## Source material
──────────────────────────────

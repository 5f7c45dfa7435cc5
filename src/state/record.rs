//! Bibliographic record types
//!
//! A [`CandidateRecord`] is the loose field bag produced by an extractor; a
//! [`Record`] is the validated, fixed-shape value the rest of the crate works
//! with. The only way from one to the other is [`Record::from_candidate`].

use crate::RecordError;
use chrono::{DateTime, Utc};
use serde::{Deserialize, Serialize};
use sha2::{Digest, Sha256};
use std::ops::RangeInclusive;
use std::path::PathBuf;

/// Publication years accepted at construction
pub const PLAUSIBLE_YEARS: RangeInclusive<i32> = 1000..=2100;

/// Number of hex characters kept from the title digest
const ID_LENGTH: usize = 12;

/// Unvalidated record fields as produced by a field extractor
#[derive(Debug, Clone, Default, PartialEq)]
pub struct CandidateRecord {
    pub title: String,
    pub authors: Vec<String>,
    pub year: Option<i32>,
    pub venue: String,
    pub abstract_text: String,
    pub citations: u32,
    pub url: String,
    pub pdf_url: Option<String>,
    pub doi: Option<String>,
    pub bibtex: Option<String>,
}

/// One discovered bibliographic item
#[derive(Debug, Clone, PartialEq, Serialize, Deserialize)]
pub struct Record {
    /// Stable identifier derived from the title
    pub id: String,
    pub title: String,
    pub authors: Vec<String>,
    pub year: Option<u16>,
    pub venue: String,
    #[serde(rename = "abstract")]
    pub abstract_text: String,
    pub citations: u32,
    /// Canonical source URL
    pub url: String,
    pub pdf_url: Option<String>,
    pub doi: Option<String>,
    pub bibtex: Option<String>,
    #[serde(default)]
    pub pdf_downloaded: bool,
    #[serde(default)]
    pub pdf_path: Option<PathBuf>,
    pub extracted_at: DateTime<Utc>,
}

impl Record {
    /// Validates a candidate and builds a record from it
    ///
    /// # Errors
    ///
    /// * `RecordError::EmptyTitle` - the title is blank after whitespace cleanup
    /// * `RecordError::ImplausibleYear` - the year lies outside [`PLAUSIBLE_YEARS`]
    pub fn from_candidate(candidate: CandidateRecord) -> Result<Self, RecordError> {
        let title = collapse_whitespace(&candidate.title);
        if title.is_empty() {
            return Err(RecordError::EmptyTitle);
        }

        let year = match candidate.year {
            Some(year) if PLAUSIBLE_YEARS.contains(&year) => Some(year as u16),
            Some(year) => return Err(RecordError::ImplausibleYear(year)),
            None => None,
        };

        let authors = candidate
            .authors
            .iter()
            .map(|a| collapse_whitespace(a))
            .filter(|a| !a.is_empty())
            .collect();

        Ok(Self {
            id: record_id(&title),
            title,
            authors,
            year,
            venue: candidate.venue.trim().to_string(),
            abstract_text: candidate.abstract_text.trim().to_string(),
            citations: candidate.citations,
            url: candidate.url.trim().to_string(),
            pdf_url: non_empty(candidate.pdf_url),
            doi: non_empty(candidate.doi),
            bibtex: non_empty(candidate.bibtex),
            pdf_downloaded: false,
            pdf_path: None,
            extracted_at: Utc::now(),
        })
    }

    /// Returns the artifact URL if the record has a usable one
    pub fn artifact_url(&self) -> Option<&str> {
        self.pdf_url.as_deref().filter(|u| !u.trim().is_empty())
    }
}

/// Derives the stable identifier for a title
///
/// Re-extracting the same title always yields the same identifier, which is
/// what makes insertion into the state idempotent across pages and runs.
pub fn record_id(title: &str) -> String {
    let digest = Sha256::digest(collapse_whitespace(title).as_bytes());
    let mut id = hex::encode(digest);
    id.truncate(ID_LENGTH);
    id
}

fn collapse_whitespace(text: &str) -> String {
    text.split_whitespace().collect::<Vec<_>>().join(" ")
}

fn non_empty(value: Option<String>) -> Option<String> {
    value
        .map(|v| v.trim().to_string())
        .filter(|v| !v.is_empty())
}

──────────────────────────────

## Exercise requirements
Show all lines from the records above where the word "value" occurs.

## Written reply
//! [`Record`] is the validated, fixed-shape value the rest of the crate works
fn non_empty(value: Option<String>) -> Option<String> {
    value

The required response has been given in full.